**Data for the task**.
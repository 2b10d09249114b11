use async_trait::async_trait;
use chrono::{DateTime, Utc};
use std::collections::HashMap;
use tokio::sync::RwLock;
use uuid::Uuid;

use crate::error::{AppError, AppResult};
use crate::models::conversation::dm_key;
use crate::models::message::DELETED_MESSAGE_PLACEHOLDER;
use crate::models::{
    Conversation, ConversationKind, LastMessage, Message, Participant, ParticipantRole, Reaction,
    ReadReceipt,
};
use crate::store::ChatStore;

#[derive(Default)]
struct Inner {
    conversations: HashMap<Uuid, Conversation>,
    /// dm_key -> conversation id, active DMs only.
    dm_index: HashMap<String, Uuid>,
    messages: HashMap<Uuid, Message>,
    /// Persistence order per conversation; the authoritative message order.
    message_log: HashMap<Uuid, Vec<Uuid>>,
}

/// In-process `ChatStore` used by local development (`CHAT_STORE=memory`) and
/// the test suite. All mutations happen under one write lock, which gives the
/// same atomicity the Postgres implementation gets from single statements.
#[derive(Default)]
pub struct MemoryChatStore {
    inner: RwLock<Inner>,
}

impl MemoryChatStore {
    pub fn new() -> Self {
        Self::default()
    }
}

#[async_trait]
impl ChatStore for MemoryChatStore {
    async fn insert_conversation(&self, conversation: &Conversation) -> AppResult<()> {
        let mut inner = self.inner.write().await;

        if conversation.kind == ConversationKind::Dm {
            let mut ids = conversation.participants.iter().map(|p| p.user_id);
            let key = match (ids.next(), ids.next()) {
                (Some(a), Some(b)) => dm_key(a, b),
                _ => {
                    return Err(AppError::Validation(
                        "a DM requires exactly two participants".into(),
                    ))
                }
            };
            // Uniqueness only covers active DMs; an inactive row neither
            // blocks nor claims the pair.
            if conversation.is_active {
                let occupied = inner
                    .dm_index
                    .get(&key)
                    .and_then(|id| inner.conversations.get(id))
                    .map(|c| c.is_active)
                    .unwrap_or(false);
                if occupied {
                    return Err(AppError::Conflict(
                        "an active DM already exists for this user pair".into(),
                    ));
                }
                inner.dm_index.insert(key, conversation.id);
            }
        }

        inner
            .conversations
            .insert(conversation.id, conversation.clone());
        inner.message_log.entry(conversation.id).or_default();
        Ok(())
    }

    async fn get_conversation(&self, id: Uuid) -> AppResult<Option<Conversation>> {
        let inner = self.inner.read().await;
        Ok(inner.conversations.get(&id).cloned())
    }

    async fn find_dm(&self, user_a: Uuid, user_b: Uuid) -> AppResult<Option<Conversation>> {
        let inner = self.inner.read().await;
        let id = inner.dm_index.get(&dm_key(user_a, user_b));
        Ok(id
            .and_then(|id| inner.conversations.get(id))
            .filter(|c| c.is_active)
            .cloned())
    }

    async fn list_conversations_for_user(&self, user_id: Uuid) -> AppResult<Vec<Conversation>> {
        let inner = self.inner.read().await;
        let mut conversations: Vec<Conversation> = inner
            .conversations
            .values()
            .filter(|c| c.is_active && c.is_participant(user_id))
            .cloned()
            .collect();
        conversations.sort_by(|a, b| b.updated_at.cmp(&a.updated_at));
        Ok(conversations)
    }

    async fn add_participant(
        &self,
        conversation_id: Uuid,
        participant: &Participant,
    ) -> AppResult<()> {
        let mut inner = self.inner.write().await;
        let conversation = inner
            .conversations
            .get_mut(&conversation_id)
            .ok_or(AppError::NotFound("conversation"))?;

        if conversation.is_participant(participant.user_id) {
            return Err(AppError::Conflict("already a participant".into()));
        }
        conversation.participants.push(participant.clone());
        conversation.updated_at = Utc::now();
        Ok(())
    }

    async fn remove_participant(&self, conversation_id: Uuid, user_id: Uuid) -> AppResult<()> {
        let mut inner = self.inner.write().await;
        let conversation = inner
            .conversations
            .get_mut(&conversation_id)
            .ok_or(AppError::NotFound("conversation"))?;

        let before = conversation.participants.len();
        conversation.participants.retain(|p| p.user_id != user_id);
        if conversation.participants.len() == before {
            return Err(AppError::NotFound("participant"));
        }
        conversation.updated_at = Utc::now();
        Ok(())
    }

    async fn set_participant_role(
        &self,
        conversation_id: Uuid,
        user_id: Uuid,
        role: ParticipantRole,
    ) -> AppResult<()> {
        let mut inner = self.inner.write().await;
        let conversation = inner
            .conversations
            .get_mut(&conversation_id)
            .ok_or(AppError::NotFound("conversation"))?;
        let participant = conversation
            .participants
            .iter_mut()
            .find(|p| p.user_id == user_id)
            .ok_or(AppError::NotFound("participant"))?;
        participant.role = role;
        Ok(())
    }

    async fn set_last_message(
        &self,
        conversation_id: Uuid,
        summary: &LastMessage,
    ) -> AppResult<()> {
        let mut inner = self.inner.write().await;
        let conversation = inner
            .conversations
            .get_mut(&conversation_id)
            .ok_or(AppError::NotFound("conversation"))?;
        conversation.last_message = Some(summary.clone());
        conversation.updated_at = Utc::now();
        Ok(())
    }

    async fn set_last_read_at(
        &self,
        conversation_id: Uuid,
        user_id: Uuid,
        read_at: DateTime<Utc>,
    ) -> AppResult<()> {
        let mut inner = self.inner.write().await;
        let conversation = inner
            .conversations
            .get_mut(&conversation_id)
            .ok_or(AppError::NotFound("conversation"))?;
        if let Some(participant) = conversation
            .participants
            .iter_mut()
            .find(|p| p.user_id == user_id)
        {
            participant.last_read_at = Some(read_at);
        }
        Ok(())
    }

    async fn insert_message(&self, message: &Message) -> AppResult<()> {
        let mut inner = self.inner.write().await;
        inner
            .message_log
            .entry(message.conversation_id)
            .or_default()
            .push(message.id);
        inner.messages.insert(message.id, message.clone());
        Ok(())
    }

    async fn get_message(&self, id: Uuid) -> AppResult<Option<Message>> {
        let inner = self.inner.read().await;
        Ok(inner.messages.get(&id).cloned())
    }

    async fn list_messages(
        &self,
        conversation_id: Uuid,
        offset: i64,
        limit: i64,
    ) -> AppResult<(Vec<Message>, i64)> {
        let inner = self.inner.read().await;
        let log = inner
            .message_log
            .get(&conversation_id)
            .map(|v| v.as_slice())
            .unwrap_or_default();

        let total = log
            .iter()
            .filter_map(|id| inner.messages.get(id))
            .filter(|m| !m.is_deleted)
            .count() as i64;

        let page: Vec<Message> = log
            .iter()
            .rev() // newest first
            .skip(offset.max(0) as usize)
            .take(limit.max(0) as usize)
            .filter_map(|id| inner.messages.get(id))
            .cloned()
            .collect();

        Ok((page, total))
    }

    async fn update_message_content(
        &self,
        id: Uuid,
        content: &str,
        edited_at: DateTime<Utc>,
    ) -> AppResult<()> {
        let mut inner = self.inner.write().await;
        let message = inner
            .messages
            .get_mut(&id)
            .ok_or(AppError::NotFound("message"))?;
        message.content = content.to_string();
        message.is_edited = true;
        message.edited_at = Some(edited_at);
        Ok(())
    }

    async fn soft_delete_message(&self, id: Uuid) -> AppResult<()> {
        let mut inner = self.inner.write().await;
        let message = inner
            .messages
            .get_mut(&id)
            .ok_or(AppError::NotFound("message"))?;
        message.is_deleted = true;
        message.content = DELETED_MESSAGE_PLACEHOLDER.to_string();
        Ok(())
    }

    async fn mark_messages_read(
        &self,
        message_ids: &[Uuid],
        user_id: Uuid,
        read_at: DateTime<Utc>,
    ) -> AppResult<()> {
        let mut inner = self.inner.write().await;
        for id in message_ids {
            if let Some(message) = inner.messages.get_mut(id) {
                if !message.is_read_by(user_id) {
                    message.read_by.push(ReadReceipt { user_id, read_at });
                }
            }
        }
        Ok(())
    }

    async fn toggle_reaction(
        &self,
        message_id: Uuid,
        user_id: Uuid,
        user_name: &str,
        emoji: &str,
        at: DateTime<Utc>,
    ) -> AppResult<bool> {
        let mut inner = self.inner.write().await;
        let message = inner
            .messages
            .get_mut(&message_id)
            .ok_or(AppError::NotFound("message"))?;

        let before = message.reactions.len();
        message
            .reactions
            .retain(|r| !(r.user_id == user_id && r.emoji == emoji));
        if message.reactions.len() < before {
            return Ok(false);
        }

        message.reactions.push(Reaction {
            user_id,
            user_name: user_name.to_string(),
            emoji: emoji.to_string(),
            created_at: at,
        });
        Ok(true)
    }

    async fn unread_count(&self, conversation_id: Uuid, user_id: Uuid) -> AppResult<i64> {
        let inner = self.inner.read().await;
        let log = inner
            .message_log
            .get(&conversation_id)
            .map(|v| v.as_slice())
            .unwrap_or_default();

        let count = log
            .iter()
            .filter_map(|id| inner.messages.get(id))
            .filter(|m| m.sender_id != user_id && !m.is_read_by(user_id))
            .count();
        Ok(count as i64)
    }
}

#[cfg(test)]
mod tests {
    use super::*;
    use crate::models::MessageKind;

    fn participant(user_id: Uuid) -> Participant {
        Participant {
            user_id,
            user_name: "Ana".into(),
            user_avatar: None,
            role: ParticipantRole::Member,
            last_read_at: None,
            joined_at: Utc::now(),
        }
    }

    fn conversation(kind: ConversationKind, members: &[Uuid], is_active: bool) -> Conversation {
        Conversation {
            id: Uuid::new_v4(),
            kind,
            name: None,
            description: None,
            event_id: None,
            participants: members.iter().copied().map(participant).collect(),
            last_message: None,
            is_active,
            created_at: Utc::now(),
            updated_at: Utc::now(),
        }
    }

    fn message(conversation_id: Uuid, sender_id: Uuid, content: &str) -> Message {
        Message {
            id: Uuid::new_v4(),
            conversation_id,
            sender_id,
            sender_name: "Ana".into(),
            sender_avatar: None,
            content: content.into(),
            kind: MessageKind::Text,
            reply_to: None,
            is_edited: false,
            is_deleted: false,
            read_by: Vec::new(),
            reactions: Vec::new(),
            created_at: Utc::now(),
            edited_at: None,
        }
    }

    #[tokio::test]
    async fn find_dm_only_sees_active_conversations() {
        let store = MemoryChatStore::new();
        let ana = Uuid::new_v4();
        let bela = Uuid::new_v4();

        let inactive = conversation(ConversationKind::Dm, &[ana, bela], false);
        store.insert_conversation(&inactive).await.unwrap();
        assert!(store.find_dm(ana, bela).await.unwrap().is_none());

        // An inactive row neither claims nor blocks the pair.
        let active = conversation(ConversationKind::Dm, &[ana, bela], true);
        store.insert_conversation(&active).await.unwrap();
        let found = store.find_dm(bela, ana).await.unwrap().unwrap();
        assert_eq!(found.id, active.id);

        let duplicate = conversation(ConversationKind::Dm, &[ana, bela], true);
        let err = store.insert_conversation(&duplicate).await.unwrap_err();
        assert!(matches!(err, AppError::Conflict(_)));
    }

    #[tokio::test]
    async fn conversation_listing_is_unpaginated() {
        let store = MemoryChatStore::new();
        let ana = Uuid::new_v4();

        for _ in 0..120 {
            let group = conversation(ConversationKind::Group, &[ana, Uuid::new_v4()], true);
            store.insert_conversation(&group).await.unwrap();
        }

        let listed = store.list_conversations_for_user(ana).await.unwrap();
        assert_eq!(listed.len(), 120);
    }

    #[tokio::test]
    async fn toggle_reaction_is_an_involution() {
        let store = MemoryChatStore::new();
        let conversation_id = Uuid::new_v4();
        let user = Uuid::new_v4();
        let msg = message(conversation_id, Uuid::new_v4(), "hi");
        store.insert_message(&msg).await.unwrap();

        let added = store
            .toggle_reaction(msg.id, user, "Ana", "👍", Utc::now())
            .await
            .unwrap();
        assert!(added);

        let removed = store
            .toggle_reaction(msg.id, user, "Ana", "👍", Utc::now())
            .await
            .unwrap();
        assert!(!removed);

        let stored = store.get_message(msg.id).await.unwrap().unwrap();
        assert!(!stored.has_reaction(user, "👍"));
    }

    #[tokio::test]
    async fn mark_read_is_idempotent() {
        let store = MemoryChatStore::new();
        let conversation_id = Uuid::new_v4();
        let reader = Uuid::new_v4();
        let msg = message(conversation_id, Uuid::new_v4(), "hi");
        store.insert_message(&msg).await.unwrap();

        store
            .mark_messages_read(&[msg.id], reader, Utc::now())
            .await
            .unwrap();
        store
            .mark_messages_read(&[msg.id], reader, Utc::now())
            .await
            .unwrap();

        let stored = store.get_message(msg.id).await.unwrap().unwrap();
        assert_eq!(stored.read_by.len(), 1);
        assert_eq!(store.unread_count(conversation_id, reader).await.unwrap(), 0);
    }

    #[tokio::test]
    async fn list_messages_pages_newest_first_and_counts_non_deleted() {
        let store = MemoryChatStore::new();
        let conversation_id = Uuid::new_v4();
        let sender = Uuid::new_v4();

        let mut ids = Vec::new();
        for i in 0..5 {
            let msg = message(conversation_id, sender, &format!("m{i}"));
            ids.push(msg.id);
            store.insert_message(&msg).await.unwrap();
        }
        store.soft_delete_message(ids[0]).await.unwrap();

        let (page, total) = store.list_messages(conversation_id, 0, 2).await.unwrap();
        assert_eq!(total, 4);
        assert_eq!(page.len(), 2);
        assert_eq!(page[0].content, "m4");
        assert_eq!(page[1].content, "m3");
    }
}
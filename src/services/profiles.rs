//! Identity profile resolution.
//!
//! The chat core trusts the identity service as the source of display
//! profiles and denormalizes `{name, avatar}` onto participants and messages
//! at write time. Snapshots are never updated retroactively.

use async_trait::async_trait;
use serde::Deserialize;
use uuid::Uuid;

use crate::error::{AppError, AppResult};

#[derive(Debug, Clone, Deserialize)]
pub struct UserProfile {
    pub id: Uuid,
    pub name: String,
    pub avatar_url: Option<String>,
}

#[async_trait]
pub trait ProfileDirectory: Send + Sync {
    /// Resolve a user's display profile. `NotFound` when the user does not exist.
    async fn resolve(&self, user_id: Uuid) -> AppResult<UserProfile>;
}

/// HTTP client for the identity service's internal profile endpoint.
pub struct HttpProfileDirectory {
    client: reqwest::Client,
    base_url: String,
}

impl HttpProfileDirectory {
    pub fn new(base_url: impl Into<String>) -> Self {
        Self {
            client: reqwest::Client::new(),
            base_url: base_url.into(),
        }
    }
}

#[async_trait]
impl ProfileDirectory for HttpProfileDirectory {
    async fn resolve(&self, user_id: Uuid) -> AppResult<UserProfile> {
        let url = format!("{}/internal/v1/users/{}", self.base_url, user_id);
        let response = self.client.get(&url).send().await.map_err(|e| {
            tracing::error!(user_id = %user_id, error = %e, "profile lookup failed");
            AppError::ServiceUnavailable("identity service unreachable".into())
        })?;

        if response.status() == reqwest::StatusCode::NOT_FOUND {
            return Err(AppError::NotFound("user"));
        }
        if !response.status().is_success() {
            return Err(AppError::ServiceUnavailable(format!(
                "identity service returned {}",
                response.status()
            )));
        }

        response.json::<UserProfile>().await.map_err(|e| {
            tracing::error!(user_id = %user_id, error = %e, "malformed profile payload");
            AppError::ServiceUnavailable("malformed identity response".into())
        })
    }
}
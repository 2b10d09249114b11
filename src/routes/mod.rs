use actix_web::{get, web, HttpResponse};
use serde_json::json;

pub mod conversations;
pub mod messages;
pub mod reactions;
pub mod wsroute;

#[get("/health")]
pub async fn health() -> HttpResponse {
    HttpResponse::Ok().json(json!({ "status": "ok" }))
}

/// Registers the full HTTP and WebSocket surface.
///
/// Literal paths are registered before their `{id}` siblings so `direct`
/// never binds as a conversation id.
pub fn configure(cfg: &mut web::ServiceConfig) {
    cfg.service(health)
        .service(conversations::create_direct)
        .service(conversations::create_group)
        .service(conversations::direct_unread_count)
        .service(conversations::list_conversations)
        .service(conversations::get_conversation)
        .service(conversations::add_participant)
        .service(conversations::leave_conversation)
        .service(messages::send_message)
        .service(messages::list_messages)
        .service(messages::edit_message)
        .service(messages::delete_message)
        .service(reactions::toggle_reaction)
        .service(wsroute::ws_handler);
}
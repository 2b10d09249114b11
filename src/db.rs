use deadpool_postgres::{Config as PoolConfig, Pool, Runtime};
use tokio_postgres::NoTls;

use crate::error::{AppError, AppResult};

// Schema is idempotent; applied on every startup.
const SCHEMA: &str = include_str!("../migrations/0001_init.sql");

pub async fn init_pool(database_url: &str) -> AppResult<Pool> {
    let mut cfg = PoolConfig::new();
    cfg.url = Some(database_url.to_string());

    let pool = cfg
        .create_pool(Some(Runtime::Tokio1), NoTls)
        .map_err(|e| AppError::StartServer(format!("db pool: {e}")))?;

    let client = pool.get().await?;
    client.batch_execute(SCHEMA).await?;
    tracing::info!("database schema applied");

    Ok(pool)
}
#[async_trait]
impl ChatStore for PostgresChatStore {
    async fn insert_conversation(&self, conversation: &Conversation) -> AppResult<()> {
        let key = match conversation.kind {
            ConversationKind::Dm => {
                let mut ids = conversation.participants.iter().map(|p| p.user_id);
                match (ids.next(), ids.next()) {
                    (Some(a), Some(b)) => Some(dm_key(a, b)),
                    _ => {
                        return Err(AppError::Validation(
                            "a DM requires exactly two participants".into(),
                        ))
                    }
                }
            }
            ConversationKind::Group => None,
        };

        let mut client = self.pool.get().await?;
        let tx = client.transaction().await?;

        let inserted = tx
            .execute(
                r#"
                INSERT INTO conversations
                    (id, kind, name, description, event_id, dm_key, last_message, is_active, created_at, updated_at)
                VALUES ($1, $2, $3, $4, $5, $6, $7, $8, $9, $10)
                "#,
                &[
                    &conversation.id,
                    &conversation.kind.as_str(),
                    &conversation.name,
                    &conversation.description,
                    &conversation.event_id,
                    &key,
                    &conversation
                        .last_message
                        .as_ref()
                        .map(serde_json::to_value)
                        .transpose()
                        .map_err(|e| AppError::Database(format!("encode last_message: {e}")))?,
                    &conversation.is_active,
                    &conversation.created_at,
                    &conversation.updated_at,
                ],
            )
            .await;

        if let Err(e) = inserted {
            // The partial unique index on dm_key catches concurrent
            // duplicate DM creation.
            if e.code() == Some(&SqlState::UNIQUE_VIOLATION) {
                return Err(AppError::Conflict(
                    "an active DM already exists for this user pair".into(),
                ));
            }
            return Err(e.into());
        }

        for participant in &conversation.participants {
            tx.execute(
                r#"
                INSERT INTO conversation_participants
                    (conversation_id, user_id, user_name, user_avatar, role, last_read_at, joined_at)
                VALUES ($1, $2, $3, $4, $5, $6, $7)
                "#,
                &[
                    &conversation.id,
                    &participant.user_id,
                    &participant.user_name,
                    &participant.user_avatar,
                    &participant.role.as_str(),
                    &participant.last_read_at,
                    &participant.joined_at,
                ],
            )
            .await?;
        }

        tx.commit().await?;
        Ok(())
    }

    async fn get_conversation(&self, id: Uuid) -> AppResult<Option<Conversation>> {
        let client = self.pool.get().await?;
        let row = client
            .query_opt(
                &format!("SELECT {CONVERSATION_COLUMNS} FROM conversations WHERE id = $1"),
                &[&id],
            )
            .await?;

        let Some(row) = row else { return Ok(None) };
        let mut conversations = vec![Self::conversation_from_row(&row)?];
        self.hydrate_participants(&mut conversations).await?;
        Ok(conversations.pop())
    }

    async fn find_dm(&self, user_a: Uuid, user_b: Uuid) -> AppResult<Option<Conversation>> {
        let key = dm_key(user_a, user_b);
        let client = self.pool.get().await?;
        let row = client
            .query_opt(
                &format!(
                    "SELECT {CONVERSATION_COLUMNS} FROM conversations \
                     WHERE kind = 'dm' AND is_active AND dm_key = $1"
                ),
                &[&key],
            )
            .await?;

        let Some(row) = row else { return Ok(None) };
        let mut conversations = vec![Self::conversation_from_row(&row)?];
        self.hydrate_participants(&mut conversations).await?;
        Ok(conversations.pop())
    }

    async fn list_conversations_for_user(&self, user_id: Uuid) -> AppResult<Vec<Conversation>> {
        let client = self.pool.get().await?;
        let rows = client
            .query(
                &format!(
                    r#"
                    SELECT {CONVERSATION_COLUMNS}
                    FROM conversations c
                    JOIN conversation_participants cp ON cp.conversation_id = c.id
                    WHERE cp.user_id = $1 AND c.is_active
                    ORDER BY c.updated_at DESC
                    "#
                ),
                &[&user_id],
            )
            .await?;
        drop(client);

        let mut conversations = rows
            .iter()
            .map(Self::conversation_from_row)
            .collect::<AppResult<Vec<_>>>()?;
        self.hydrate_participants(&mut conversations).await?;
        Ok(conversations)
    }

    async fn add_participant(
        &self,
        conversation_id: Uuid,
        participant: &Participant,
    ) -> AppResult<()> {
        let client = self.pool.get().await?;
        let result = client
            .execute(
                r#"
                INSERT INTO conversation_participants
                    (conversation_id, user_id, user_name, user_avatar, role, last_read_at, joined_at)
                VALUES ($1, $2, $3, $4, $5, $6, $7)
                "#,
                &[
                    &conversation_id,
                    &participant.user_id,
                    &participant.user_name,
                    &participant.user_avatar,
                    &participant.role.as_str(),
                    &participant.last_read_at,
                    &participant.joined_at,
                ],
            )
            .await;

        if let Err(e) = result {
            if e.code() == Some(&SqlState::UNIQUE_VIOLATION) {
                return Err(AppError::Conflict("already a participant".into()));
            }
            return Err(e.into());
        }

        client
            .execute(
                "UPDATE conversations SET updated_at = NOW() WHERE id = $1",
                &[&conversation_id],
            )
            .await?;
        Ok(())
    }

    async fn remove_participant(&self, conversation_id: Uuid, user_id: Uuid) -> AppResult<()> {
        let client = self.pool.get().await?;
        let removed = client
            .execute(
                "DELETE FROM conversation_participants WHERE conversation_id = $1 AND user_id = $2",
                &[&conversation_id, &user_id],
            )
            .await?;
        if removed == 0 {
            return Err(AppError::NotFound("participant"));
        }

        client
            .execute(
                "UPDATE conversations SET updated_at = NOW() WHERE id = $1",
                &[&conversation_id],
            )
            .await?;
        Ok(())
    }

    async fn set_participant_role(
        &self,
        conversation_id: Uuid,
        user_id: Uuid,
        role: ParticipantRole,
    ) -> AppResult<()> {
        let client = self.pool.get().await?;
        let updated = client
            .execute(
                "UPDATE conversation_participants SET role = $3 \
                 WHERE conversation_id = $1 AND user_id = $2",
                &[&conversation_id, &user_id, &role.as_str()],
            )
            .await?;
        if updated == 0 {
            return Err(AppError::NotFound("participant"));
        }
        Ok(())
    }

    async fn set_last_message(
        &self,
        conversation_id: Uuid,
        summary: &LastMessage,
    ) -> AppResult<()> {
        let value = serde_json::to_value(summary)
            .map_err(|e| AppError::Database(format!("encode last_message: {e}")))?;
        let client = self.pool.get().await?;
        client
            .execute(
                "UPDATE conversations SET last_message = $2, updated_at = NOW() WHERE id = $1",
                &[&conversation_id, &value],
            )
            .await?;
        Ok(())
    }

    async fn set_last_read_at(
        &self,
        conversation_id: Uuid,
        user_id: Uuid,
        read_at: DateTime<Utc>,
    ) -> AppResult<()> {
        let client = self.pool.get().await?;
        client
            .execute(
                "UPDATE conversation_participants SET last_read_at = $3 \
                 WHERE conversation_id = $1 AND user_id = $2",
                &[&conversation_id, &user_id, &read_at],
            )
            .await?;
        Ok(())
    }

    async fn insert_message(&self, message: &Message) -> AppResult<()> {
        let client = self.pool.get().await?;
        client
            .execute(
                r#"
                INSERT INTO messages
                    (id, conversation_id, sender_id, sender_name, sender_avatar,
                     content, kind, reply_to, is_edited, is_deleted, created_at, edited_at)
                VALUES ($1, $2, $3, $4, $5, $6, $7, $8, $9, $10, $11, $12)
                "#,
                &[
                    &message.id,
                    &message.conversation_id,
                    &message.sender_id,
                    &message.sender_name,
                    &message.sender_avatar,
                    &message.content,
                    &message.kind.as_str(),
                    &message.reply_to,
                    &message.is_edited,
                    &message.is_deleted,
                    &message.created_at,
                    &message.edited_at,
                ],
            )
            .await?;
        Ok(())
    }

    async fn get_message(&self, id: Uuid) -> AppResult<Option<Message>> {
        let client = self.pool.get().await?;
        let row = client
            .query_opt(
                &format!("SELECT {MESSAGE_COLUMNS} FROM messages WHERE id = $1"),
                &[&id],
            )
            .await?;
        drop(client);

        let Some(row) = row else { return Ok(None) };
        let mut messages = vec![Self::message_from_row(&row)?];
        self.hydrate_messages(&mut messages).await?;
        Ok(messages.pop())
    }

    async fn list_messages(
        &self,
        conversation_id: Uuid,
        offset: i64,
        limit: i64,
    ) -> AppResult<(Vec<Message>, i64)> {
        let client = self.pool.get().await?;

        let total: i64 = client
            .query_one(
                "SELECT COUNT(*) FROM messages \
                 WHERE conversation_id = $1 AND NOT is_deleted",
                &[&conversation_id],
            )
            .await?
            .get(0);

        let rows = client
            .query(
                &format!(
                    "SELECT {MESSAGE_COLUMNS} FROM messages \
                     WHERE conversation_id = $1 \
                     ORDER BY created_at DESC, id DESC \
                     LIMIT $2 OFFSET $3"
                ),
                &[&conversation_id, &limit, &offset],
            )
            .await?;
        drop(client);

        let mut messages = rows
            .iter()
            .map(Self::message_from_row)
            .collect::<AppResult<Vec<_>>>()?;
        self.hydrate_messages(&mut messages).await?;
        Ok((messages, total))
    }

    async fn update_message_content(
        &self,
        id: Uuid,
        content: &str,
        edited_at: DateTime<Utc>,
    ) -> AppResult<()> {
        let client = self.pool.get().await?;
        let updated = client
            .execute(
                "UPDATE messages SET content = $2, is_edited = TRUE, edited_at = $3 WHERE id = $1",
                &[&id, &content, &edited_at],
            )
            .await?;
        if updated == 0 {
            return Err(AppError::NotFound("message"));
        }
        Ok(())
    }

    async fn soft_delete_message(&self, id: Uuid) -> AppResult<()> {
        let client = self.pool.get().await?;
        let updated = client
            .execute(
                "UPDATE messages SET is_deleted = TRUE, content = $2 WHERE id = $1",
                &[&id, &crate::models::message::DELETED_MESSAGE_PLACEHOLDER],
            )
            .await?;
        if updated == 0 {
            return Err(AppError::NotFound("message"));
        }
        Ok(())
    }

    async fn mark_messages_read(
        &self,
        message_ids: &[Uuid],
        user_id: Uuid,
        read_at: DateTime<Utc>,
    ) -> AppResult<()> {
        if message_ids.is_empty() {
            return Ok(());
        }
        let ids = message_ids.to_vec();
        let client = self.pool.get().await?;
        client
            .execute(
                r#"
                INSERT INTO message_reads (message_id, user_id, read_at)
                SELECT m.id, $2, $3 FROM messages m WHERE m.id = ANY($1)
                ON CONFLICT (message_id, user_id) DO NOTHING
                "#,
                &[&ids, &user_id, &read_at],
            )
            .await?;
        Ok(())
    }

    async fn toggle_reaction(
        &self,
        message_id: Uuid,
        user_id: Uuid,
        user_name: &str,
        emoji: &str,
        at: DateTime<Utc>,
    ) -> AppResult<bool> {
        // Single statement: remove-if-present, otherwise insert. Concurrent
        // toggles for the same (user, emoji) cannot race into a lost update.
        let client = self.pool.get().await?;
        let inserted = client
            .execute(
                r#"
                WITH removed AS (
                    DELETE FROM message_reactions
                    WHERE message_id = $1 AND user_id = $2 AND emoji = $3
                    RETURNING 1
                )
                INSERT INTO message_reactions (message_id, user_id, user_name, emoji, created_at)
                SELECT $1, $2, $4, $3, $5
                WHERE NOT EXISTS (SELECT 1 FROM removed)
                "#,
                &[&message_id, &user_id, &emoji, &user_name, &at],
            )
            .await?;
        Ok(inserted > 0)
    }

    async fn unread_count(&self, conversation_id: Uuid, user_id: Uuid) -> AppResult<i64> {
        let client = self.pool.get().await?;
        let count: i64 = client
            .query_one(
                r#"
                SELECT COUNT(*) FROM messages m
                WHERE m.conversation_id = $1
                  AND m.sender_id <> $2
                  AND NOT EXISTS (
                      SELECT 1 FROM message_reads r
                      WHERE r.message_id = m.id AND r.user_id = $2
                  )
                "#,
                &[&conversation_id, &user_id],
            )
            .await?
            .get(0);
        Ok(count)
    }
}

**Task item**. Say how many lines of the material hold the string "NoTls". Nothing else should be written.

**Written answer**. 2